Outre le fait, sur un plan purement formel, que l’adoption de cet amendement nous ferait probablement gagner un temps précieux, notre position a le mérite de la limpidité.
Nous sommes pour la suppression de l’article 2, car, contrairement à un prétendu consensus, nous ne sommes pas du tout convaincus du bien-fondé de la suppression de la taxe professionnelle.
Au demeurant, s’il fallait s’en convaincre, il suffirait, par exemple, de rappeler les déclarations de bon nombre d’élus qui se sont exprimés ici, dans cette enceinte, ou lors du congrès des maires qui vient de se dérouler : des maires, des présidents d’agglomération de tous bords et de l’ensemble de notre pays, appellent au maintien de cette taxe professionnelle.
Dans le dossier de presse présentant le projet de loi de finances pour 2010, l’article 2 était agrémenté de quelques exemples intéressants de son application.
Reprenons, par exemple, le cas de cette PME, une entreprise comme il y en a beaucoup dans notre pays, qui a embauché un personnel non négligeable et réalise 8 millions d’euros de chiffre d’affaires et 2,7 millions d’euros de valeur ajoutée. Avec la réforme, cette entreprise bénéficierait d’une économie d’impôt de 19 440 euros, ce qui représente un gain de 0,7 % sur la valeur ajoutée et de moins de 0,25 % au regard de son chiffre d’affaires.

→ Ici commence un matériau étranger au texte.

use console::Style;
use once_cell::sync::Lazy;

pub static HEADER: Lazy<Style> = Lazy::new(|| Style::new().cyan().bold());
pub static COMMAND: Lazy<Style> = Lazy::new(|| Style::new().green().bold());
pub static NAME: Lazy<Style> = Lazy::new(Style::new);
pub static INDEX: Lazy<Style> = Lazy::new(|| Style::new().dim());
pub static USAGE: Lazy<Style> = Lazy::new(|| Style::new().cyan());
pub static NOTE: Lazy<Style> = Lazy::new(|| Style::new().dim());
pub static TAGS: Lazy<Style> = Lazy::new(|| Style::new().blue());
pub static MATCH: Lazy<Style> = Lazy::new(|| Style::new().yellow().bold());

Mes chers collègues, le caractère ridicule de ces montants, à savoir un quart de point de chiffre d’affaires, correspond à moins d’une journée d’activité ! Cette démonstration suffit presque à elle-même à réduire l’article 2 à ce qu’il est : une banale mesure de trésorerie, qui ne relancera ni l’emploi ni l’investissement, et ne fera qu’améliorer, fort modestement, la trésorerie disponible des entreprises.
C’est pour l’ensemble de ces raisons, et pour toutes celles que nous exposons depuis hier soir, que je vous demande, mes chers collègues, de voter cet amendement. (Applaudissements sur les travées du groupe CRC-SPG.)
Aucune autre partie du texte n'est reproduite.